ユニソクが,第29回「中小企業優秀新技術・新製品賞」(りそな中小企業振興財団・日刊工業新聞共催)の「優秀賞」に選定された。課題名は「低温分光ナノ構造顕微鏡」で,低温TERS(チップ増強ラマン散乱)の優位性が認められた。
本低温TERS装置の商品化により,nm分子サイズのマッピング測定ができるようになり,科学技術の進歩に貢献できると期待されている。
分光測定は,対象の物理的,化学的性質,材料分析を非破壊で測定する手法として発展してきた。特に顕微分光法を用いたイメージング測定は,生物学,材料,ナノテクノロジーなど広い分野で活用されている。
ところが,一般的な顕微分光測定は使用する光の回折限界で分解能が決まってしまう。一方,必要とされる空間分解能は年々上がって行き,回折限界を大幅に超えるnm空間分解能のマッピング分析が求められている。そのため,回折限界を超えた分光測定の実現はさまざまな方法で試みられてきた。
ここに紹介するチップ増強ラマン散乱(Tip-Enhanced Raman Scattering ;TERS)法は,走査プローブ顕微鏡(Scanning Probe Microscopy ; SPM)技術と表面増強ラマン散乱の原理を組み合わせた測定法である。ナノメートルオーダーに先鋭化した探針に光を照射し,先端に発生する局在表面プラズモン共鳴に由来する増強電場を用いて,探針近傍からのラマン散乱を増強して測定する手法である。TERSの分解能は探針先端の曲率半径に依存し,10 nm以下にも達することができる。TERSの測定はサンプルの形状情報のみならず,分子の振動構造,サンプルの結晶構造やそのゆがみなどの情報も高分解能で取得することができる。さらには形状と分子構造の同時測定を行なうことでそれらの相関についても検討することができ,グラフェンやカーボンナノチューブなどのナノマテリアルの研究,生体高分子の構造解析,分子膜や半導体微細構造の解析などの分野に応用が期待されてきた。

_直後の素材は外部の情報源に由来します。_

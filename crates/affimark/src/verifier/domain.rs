use serde::{Deserialize, Serialize};

/// One of the three independent 0-100 scoring dimensions.
#[derive(Debug, Clone, Copy, PartialEq, Eq, Hash, Serialize, Deserialize)]
#[serde(rename_all = "snake_case")]
pub enum Pillar {
    ProductViability,
    OfferMerchant,
    Economics,
}

impl Pillar {
    /// Tie-break order used whenever the weakest pillar is selected.
    pub const ALL: [Pillar; 3] = [
        Pillar::ProductViability,
        Pillar::OfferMerchant,
        Pillar::Economics,
    ];

    pub const fn label(self) -> &'static str {
        match self {
            Self::ProductViability => "Product viability",
            Self::OfferMerchant => "Offer & merchant",
            Self::Economics => "Economics",
        }
    }
}

/// Pillar scores produced by the external scoring function.
#[derive(Debug, Clone, Copy, PartialEq, Serialize, Deserialize)]
pub struct PillarScores {
    pub product_viability: f32,
    pub offer_merchant: f32,
    pub economics: f32,
}

impl PillarScores {
    pub fn new(product_viability: f32, offer_merchant: f32, economics: f32) -> Self {
        Self {
            product_viability,
            offer_merchant,
            economics,
        }
    }

    pub fn get(&self, pillar: Pillar) -> f32 {
        match pillar {
            Pillar::ProductViability => self.product_viability,
            Pillar::OfferMerchant => self.offer_merchant,
            Pillar::Economics => self.economics,
        }
    }

    /// Lowest pillar; the first one in [`Pillar::ALL`] wins ties.
    pub fn weakest(&self) -> (Pillar, f32) {
        let mut weakest = (Pillar::ProductViability, self.product_viability);
        for pillar in Pillar::ALL {
            let score = self.get(pillar);
            if score < weakest.1 {
                weakest = (pillar, score);
            }
        }
        weakest
    }

    pub fn min(&self) -> f32 {
        self.weakest().1
    }

    pub fn average(&self) -> f32 {
        (self.product_viability + self.offer_merchant + self.economics) / 3.0
    }

    pub fn count_below(&self, threshold: f32) -> usize {
        Pillar::ALL
            .iter()
            .filter(|pillar| self.get(**pillar) < threshold)
            .count()
    }
}

/// Three-tier confidence shared by evidence, verdicts and program lookups.
#[derive(Debug, Clone, Copy, PartialEq, Eq, PartialOrd, Ord, Hash, Serialize, Deserialize)]
#[serde(rename_all = "UPPERCASE")]
pub enum ConfidenceLevel {
    Low,
    Med,
    High,
}

impl ConfidenceLevel {
    pub const fn label(self) -> &'static str {
        match self {
            Self::Low => "LOW",
            Self::Med => "MED",
            Self::High => "HIGH",
        }
    }
}

#[derive(Debug, Clone, Copy, PartialEq, Eq, Default, Serialize, Deserialize)]
#[serde(rename_all = "snake_case")]
pub enum Availability {
    InStock,
    LimitedStock,
    OutOfStock,
    #[default]
    Unknown,
}

/// Product page facts handed over by the scraper.
#[derive(Debug, Clone, PartialEq, Default, Serialize, Deserialize)]
#[serde(default)]
pub struct ScrapedProductData {
    pub title: Option<String>,
    pub price: Option<f32>,
    pub rating: Option<f32>,
    pub review_count: Option<u32>,
    pub availability: Availability,
    pub claims: Vec<String>,
    pub description: Option<String>,
    pub has_return_policy: bool,
    pub has_shipping_info: bool,
}

impl ScrapedProductData {
    pub fn page_found(&self) -> bool {
        self.title.is_some() || self.price.is_some()
    }
}

/// Merchant reputation from the reputation aggregator.
#[derive(Debug, Clone, PartialEq, Default, Serialize, Deserialize)]
#[serde(default)]
pub struct ReputationData {
    pub overall_rating: Option<f32>,
    pub sources: Vec<ReputationSource>,
}

impl ReputationData {
    pub fn has_data(&self) -> bool {
        self.overall_rating.is_some() || !self.sources.is_empty()
    }

    pub fn total_reviews(&self) -> u32 {
        self.sources
            .iter()
            .fold(0, |total: u32, source| total.saturating_add(source.review_count))
    }
}

#[derive(Debug, Clone, PartialEq, Default, Serialize, Deserialize)]
#[serde(default)]
pub struct ReputationSource {
    pub source: String,
    pub rating: Option<f32>,
    pub review_count: u32,
    pub last_review_days: Option<u32>,
    pub url: Option<String>,
}

/// Affiliate program terms. Rates are percentages (4.5 means 4.5%).
#[derive(Debug, Clone, PartialEq, Default, Serialize, Deserialize)]
#[serde(default)]
pub struct CommissionData {
    pub rate_low: Option<f32>,
    pub rate_high: Option<f32>,
    pub cookie_days: Option<u32>,
    pub network: Option<String>,
    pub requires_application: Option<bool>,
    pub last_verified_days: Option<u32>,
}

impl CommissionData {
    pub fn has_rate(&self) -> bool {
        self.rate_low.is_some() || self.rate_high.is_some()
    }

    pub fn program_found(&self) -> bool {
        self.has_rate() || self.network.is_some()
    }
}

/// Aggregate price statistics for the product's category.
#[derive(Debug, Clone, Copy, PartialEq, Serialize, Deserialize)]
pub struct CategoryStats {
    pub p25_price: f32,
    pub median_price: f32,
    pub p75_price: f32,
    #[serde(default)]
    pub median_aov: Option<f32>,
}

impl CategoryStats {
    /// Piecewise-linear percentile estimate of `price` within the category.
    pub fn price_percentile(&self, price: f32) -> f32 {
        let lerp = |value: f32, low: f32, high: f32, from: f32, to: f32| {
            if high <= low {
                to
            } else {
                from + (to - from) * ((value - low) / (high - low)).clamp(0.0, 1.0)
            }
        };

        let percentile = if price <= self.p25_price {
            lerp(price, 0.0, self.p25_price, 0.0, 0.25)
        } else if price <= self.median_price {
            lerp(price, self.p25_price, self.median_price, 0.25, 0.5)
        } else if price <= self.p75_price {
            lerp(price, self.median_price, self.p75_price, 0.5, 0.75)
        } else {
            lerp(price, self.p75_price, self.p75_price * 2.0, 0.75, 1.0)
        };

        percentile.clamp(0.0, 1.0)
    }
}

/// Sub-component points behind the product viability pillar (each 0-25).
#[derive(Debug, Clone, Copy, PartialEq, Default, Serialize, Deserialize)]
#[serde(default)]
pub struct ProductViabilityBreakdown {
    pub demand_signals: f32,
    pub review_quality: f32,
    pub price_competitiveness: f32,
    pub market_fit: f32,
}

/// Sub-component points behind the offer & merchant pillar (40/30/30).
#[derive(Debug, Clone, Copy, PartialEq, Default, Serialize, Deserialize)]
#[serde(default)]
pub struct OfferMerchantBreakdown {
    pub reputation: f32,
    pub policies: f32,
    pub trust_signals: f32,
}

/// Sub-component points behind the economics pillar (40/20/25/15).
#[derive(Debug, Clone, Copy, PartialEq, Default, Serialize, Deserialize)]
#[serde(default)]
pub struct EconomicsBreakdown {
    pub commission: f32,
    pub cookie_window: f32,
    pub order_value: f32,
    pub program_access: f32,
}

#[derive(Debug, Clone, Copy, PartialEq, Default, Serialize, Deserialize)]
#[serde(default)]
pub struct ScoreBreakdowns {
    pub product_viability: ProductViabilityBreakdown,
    pub offer_merchant: OfferMerchantBreakdown,
    pub economics: EconomicsBreakdown,
}

/// Output of the external scoring function.
#[derive(Debug, Clone, Copy, PartialEq, Serialize, Deserialize)]
pub struct ScoreResult {
    pub scores: PillarScores,
    #[serde(default)]
    pub breakdowns: ScoreBreakdowns,
}
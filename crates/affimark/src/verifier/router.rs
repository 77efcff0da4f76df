use std::sync::Arc;

use axum::{
    extract::{Path, Query, State},
    http::{header, StatusCode},
    response::{IntoResponse, Response},
    routing::{get, post},
    Router,
};
use serde::Deserialize;
use serde_json::json;

use super::normalizer::normalize_url;
use super::playbook::PlaybookGenerator;
use super::repository::{AnalysisId, AnalysisRepository, AnalysisSummaryView, RepositoryError};
use super::service::{AnalysisRequest, VerifierService, VerifierServiceError};

const DEFAULT_RECENT_LIMIT: usize = 20;
const MAX_RECENT_LIMIT: usize = 100;

/// Router builder exposing the verifier pipeline over HTTP.
pub fn verifier_router<R, G>(service: Arc<VerifierService<R, G>>) -> Router
where
    R: AnalysisRepository + 'static,
    G: PlaybookGenerator + 'static,
{
    Router::new()
        .route("/api/v1/verifier/normalize", post(normalize_handler))
        .route(
            "/api/v1/verifier/analyses",
            post(analyze_handler::<R, G>).get(recent_handler::<R, G>),
        )
        .route(
            "/api/v1/verifier/analyses/:analysis_id",
            get(analysis_handler::<R, G>),
        )
        .route(
            "/api/v1/verifier/analyses/:analysis_id/alternatives.csv",
            get(export_handler::<R, G>),
        )
        .with_state(service)
}

#[derive(Debug, Deserialize)]
pub(crate) struct NormalizeRequest {
    pub url: String,
}

#[derive(Debug, Default, Deserialize)]
pub(crate) struct RecentQuery {
    pub limit: Option<usize>,
}

fn error_response(error: VerifierServiceError, analysis_id: Option<&AnalysisId>) -> Response {
    match error {
        VerifierServiceError::InvalidRequest(message) => {
            let payload = json!({ "error": message });
            (StatusCode::UNPROCESSABLE_ENTITY, axum::Json(payload)).into_response()
        }
        VerifierServiceError::Repository(RepositoryError::NotFound) => {
            let payload = json!({
                "error": "analysis not found",
                "analysis_id": analysis_id.map(|id| id.0.clone()),
            });
            (StatusCode::NOT_FOUND, axum::Json(payload)).into_response()
        }
        VerifierServiceError::Repository(RepositoryError::Conflict) => {
            let payload = json!({ "error": "analysis already exists" });
            (StatusCode::CONFLICT, axum::Json(payload)).into_response()
        }
        other => {
            tracing::error!(error = %other, "verifier request failed");
            let payload = json!({ "error": other.to_string() });
            (StatusCode::INTERNAL_SERVER_ERROR, axum::Json(payload)).into_response()
        }
    }
}

pub(crate) async fn normalize_handler(
    axum::Json(request): axum::Json<NormalizeRequest>,
) -> Response {
    (StatusCode::OK, axum::Json(normalize_url(&request.url))).into_response()
}

pub(crate) async fn analyze_handler<R, G>(
    State(service): State<Arc<VerifierService<R, G>>>,
    axum::Json(request): axum::Json<AnalysisRequest>,
) -> Response
where
    R: AnalysisRepository + 'static,
    G: PlaybookGenerator + 'static,
{
    match service.analyze(request) {
        Ok(analysis) => (StatusCode::CREATED, axum::Json(analysis)).into_response(),
        Err(error) => error_response(error, None),
    }
}

pub(crate) async fn recent_handler<R, G>(
    State(service): State<Arc<VerifierService<R, G>>>,
    Query(query): Query<RecentQuery>,
) -> Response
where
    R: AnalysisRepository + 'static,
    G: PlaybookGenerator + 'static,
{
    let limit = query
        .limit
        .unwrap_or(DEFAULT_RECENT_LIMIT)
        .clamp(1, MAX_RECENT_LIMIT);
    match service.recent(limit) {
        Ok(analyses) => {
            let views: Vec<AnalysisSummaryView> =
                analyses.iter().map(|analysis| analysis.summary_view()).collect();
            (StatusCode::OK, axum::Json(views)).into_response()
        }
        Err(error) => error_response(error, None),
    }
}

pub(crate) async fn analysis_handler<R, G>(
    State(service): State<Arc<VerifierService<R, G>>>,
    Path(analysis_id): Path<String>,
) -> Response
where
    R: AnalysisRepository + 'static,
    G: PlaybookGenerator + 'static,
{
    let id = AnalysisId(analysis_id);
    match service.get(&id) {
        Ok(analysis) => (StatusCode::OK, axum::Json(analysis)).into_response(),
        Err(error) => error_response(error, Some(&id)),
    }
}

pub(crate) async fn export_handler<R, G>(
    State(service): State<Arc<VerifierService<R, G>>>,
    Path(analysis_id): Path<String>,
) -> Response
where
    R: AnalysisRepository + 'static,
    G: PlaybookGenerator + 'static,
{
    let id = AnalysisId(analysis_id);
    match service.export_alternatives(&id) {
        Ok(body) => (
            StatusCode::OK,
            [(header::CONTENT_TYPE, "text/csv; charset=utf-8")],
            body,
        )
            .into_response(),
        Err(error) => error_response(error, Some(&id)),
    }
}
use once_cell::sync::Lazy;
use regex::Regex;
use serde::{Deserialize, Serialize};

/// Storefront family a URL belongs to.
#[derive(Debug, Clone, Copy, PartialEq, Eq, Hash, Serialize, Deserialize)]
#[serde(rename_all = "lowercase")]
pub enum Platform {
    Amazon,
    Ebay,
    Walmart,
    Etsy,
    Aliexpress,
    Target,
    BestBuy,
    Shopify,
    Independent,
    Unknown,
}

impl Platform {
    /// Platform-specific product page rule; `None` defers to the generic heuristic.
    pub(crate) fn product_page_rule(self, path: &str, product_id: Option<&str>) -> Option<bool> {
        match self {
            Platform::Amazon | Platform::BestBuy => Some(product_id.is_some()),
            Platform::Ebay => Some(path.contains("/itm/")),
            Platform::Walmart => Some(path.contains("/ip/")),
            Platform::Etsy => Some(path.contains("/listing/")),
            Platform::Aliexpress => Some(path.contains("/item/")),
            Platform::Target => Some(path.contains("/p/") || product_id.is_some()),
            Platform::Shopify => Some(path.contains("/products/")),
            Platform::Independent | Platform::Unknown => None,
        }
    }
}

#[derive(Debug, Clone, Copy)]
pub(crate) enum MerchantRule {
    Fixed(&'static str),
    Subdomain,
}

#[derive(Debug, Clone, Copy)]
pub(crate) enum RegionRule {
    TopLevelDomain,
    Fixed(&'static str),
    Global,
}

pub(crate) struct PlatformPattern {
    host: Regex,
    pub(crate) platform: Platform,
    merchant: MerchantRule,
    region: RegionRule,
    product_id: Option<Regex>,
}

fn pattern(
    host: &str,
    platform: Platform,
    merchant: MerchantRule,
    region: RegionRule,
    product_id: Option<&str>,
) -> PlatformPattern {
    PlatformPattern {
        host: Regex::new(host).expect("invalid platform host pattern"),
        platform,
        merchant,
        region,
        product_id: product_id.map(|re| Regex::new(re).expect("invalid product id pattern")),
    }
}

// Ordered: the first matching host decides the platform.
static PLATFORM_PATTERNS: Lazy<Vec<PlatformPattern>> = Lazy::new(|| {
    vec![
        pattern(
            r"(^|\.)amazon\.(com|ca|com\.mx|com\.br|co\.uk|de|fr|it|es|nl|se|pl|com\.tr|ae|sa|in|co\.jp|com\.au|sg)$",
            Platform::Amazon,
            MerchantRule::Fixed("amazon"),
            RegionRule::TopLevelDomain,
            Some(r"(?i)/(?:dp|gp/product|gp/aw/d|exec/obidos/asin|o/asin)/([a-z0-9]{10})(?:/|$)"),
        ),
        pattern(
            r"^(amzn\.to|amzn\.eu|a\.co)$",
            Platform::Amazon,
            MerchantRule::Fixed("amazon"),
            RegionRule::Global,
            None,
        ),
        pattern(
            r"(^|\.)ebay\.(com|ca|co\.uk|de|fr|it|es|nl|ie|at|ch|com\.au)$",
            Platform::Ebay,
            MerchantRule::Fixed("ebay"),
            RegionRule::TopLevelDomain,
            Some(r"/itm/(?:[^/]+/)?(\d{9,14})(?:/|$)"),
        ),
        pattern(
            r"(^|\.)walmart\.(com|ca)$",
            Platform::Walmart,
            MerchantRule::Fixed("walmart"),
            RegionRule::TopLevelDomain,
            Some(r"/ip/(?:[^/]+/)?(\d+)(?:/|$)"),
        ),
        pattern(
            r"(^|\.)etsy\.com$",
            Platform::Etsy,
            MerchantRule::Fixed("etsy"),
            RegionRule::Global,
            Some(r"/listing/(\d+)"),
        ),
        pattern(
            r"(^|\.)aliexpress\.(com|us|ru)$",
            Platform::Aliexpress,
            MerchantRule::Fixed("aliexpress"),
            RegionRule::Global,
            Some(r"/item/(\d+)\.html"),
        ),
        pattern(
            r"(^|\.)target\.com$",
            Platform::Target,
            MerchantRule::Fixed("target"),
            RegionRule::Fixed("US"),
            Some(r"/A-(\d+)(?:/|$)"),
        ),
        pattern(
            r"(^|\.)bestbuy\.(com|ca)$",
            Platform::BestBuy,
            MerchantRule::Fixed("bestbuy"),
            RegionRule::TopLevelDomain,
            Some(r"/(\d{7})\.p$"),
        ),
        pattern(
            r"^([a-z0-9-]+)\.myshopify\.com$",
            Platform::Shopify,
            MerchantRule::Subdomain,
            RegionRule::Global,
            Some(r"/products/([^/]+)"),
        ),
    ]
});

/// Platform facts extracted from a parsed host and path.
pub(crate) struct PlatformMatch {
    pub(crate) platform: Platform,
    pub(crate) merchant: String,
    pub(crate) region: Option<String>,
    pub(crate) product_id: Option<String>,
}

pub(crate) fn detect(host: &str, path: &str) -> PlatformMatch {
    let Some(pattern) = PLATFORM_PATTERNS
        .iter()
        .find(|pattern| pattern.host.is_match(host))
    else {
        return PlatformMatch {
            platform: Platform::Independent,
            merchant: registrable_name(host),
            region: country_code_region(host),
            product_id: None,
        };
    };

    let merchant = match pattern.merchant {
        MerchantRule::Fixed(name) => name.to_string(),
        MerchantRule::Subdomain => pattern
            .host
            .captures(host)
            .and_then(|captures| captures.get(1))
            .map(|store| store.as_str().to_string())
            .unwrap_or_else(|| registrable_name(host)),
    };

    let region = match pattern.region {
        RegionRule::TopLevelDomain => marketplace_region(host),
        RegionRule::Fixed(code) => Some(code.to_string()),
        RegionRule::Global => None,
    };

    let product_id = pattern.product_id.as_ref().and_then(|re| {
        re.captures(path)
            .and_then(|captures| captures.get(1))
            .map(|id| match pattern.platform {
                Platform::Amazon => id.as_str().to_ascii_uppercase(),
                _ => id.as_str().to_string(),
            })
    });

    PlatformMatch {
        platform: pattern.platform,
        merchant,
        region,
        product_id,
    }
}

const MULTI_PART_SUFFIXES: &[(&str, &str)] = &[
    ("co.uk", "UK"),
    ("com.au", "AU"),
    ("co.jp", "JP"),
    ("com.mx", "MX"),
    ("com.br", "BR"),
    ("com.tr", "TR"),
    ("co.nz", "NZ"),
];

// Two-letter TLDs that are marketed as generic rather than national.
const GENERIC_CC_TLDS: &[&str] = &["io", "co", "ai", "me", "tv", "ly", "gg", "fm", "so"];

fn marketplace_region(host: &str) -> Option<String> {
    for (suffix, region) in MULTI_PART_SUFFIXES {
        if host.ends_with(&format!(".{suffix}")) {
            return Some(region.to_string());
        }
    }

    match host.rsplit('.').next() {
        Some("com") => Some("US".to_string()),
        Some(tld) if tld.len() == 2 => Some(tld.to_ascii_uppercase()),
        _ => None,
    }
}

fn country_code_region(host: &str) -> Option<String> {
    for (suffix, region) in MULTI_PART_SUFFIXES {
        if host.ends_with(&format!(".{suffix}")) {
            return Some(region.to_string());
        }
    }

    match host.rsplit('.').next() {
        Some(tld) if tld.len() == 2 && !GENERIC_CC_TLDS.contains(&tld) => {
            Some(tld.to_ascii_uppercase())
        }
        _ => None,
    }
}

/// `shop.gymshark.co.uk` -> `gymshark`.
pub(crate) fn registrable_name(host: &str) -> String {
    let host = host.strip_prefix("www.").unwrap_or(host);
    let labels: Vec<&str> = host.split('.').filter(|label| !label.is_empty()).collect();
    let suffix_len = if MULTI_PART_SUFFIXES
        .iter()
        .any(|(suffix, _)| host.ends_with(&format!(".{suffix}")))
    {
        2
    } else {
        1
    };

    if labels.len() > suffix_len {
        labels[labels.len() - suffix_len - 1].to_string()
    } else {
        labels.first().copied().unwrap_or("unknown").to_string()
    }
}
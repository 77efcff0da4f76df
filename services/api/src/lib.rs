mod analyze;
mod cli;
mod infra;
mod routes;
mod server;

use affimark::error::AppError;

pub async fn run() -> Result<(), AppError> {
    cli::run().await
}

しかし,TERSの実際の測定例が増えるにつれ,空間分解能が上がれば上がるほどサンプルのわずかな揺らぎでスペクトルやイメージが大きく変化することが知られてきた。たとえば,図1(a)は基板上に吸着させたBPE分子(1, 2-Di(4-pyridyl)ethylene)の室温TERSスペクトルを,同じ点で10秒おきに測定した結果である。探針を動かしていないにもかかわらず,スペクトルは大きく揺らいでいる。これは,基板上の分子が熱により運動することで起こる揺らぎである。このように,基板上の単分子や分子膜,短いグラフェンナノリボンなど,熱によって動き回るサンプルの正確な測定は,大気中,室温の測定では困難である。
このような分子,ナノマテリアルの運動は,サンプルを低温に保つことによって凍結することができる。図1(b)は,同じサンプルのTERS測定を低温(78 K)下で行なったものであり,低温下では長時間測定によるスペクトルの揺らぎはほとんどなく,この状態であれば分子の構造を正確にマッピング分析ができる。超高真空,低温のTERS測定では,中国科学技術大学のDong教授らが,単分子のTERSマッピングや隣接した分子のTERSによる識別を行ない,その有効性を示している。今回,ユニソクは,超高真空・低温SPMにおいて,低温TERSのマッピングデータの正確性を確認した。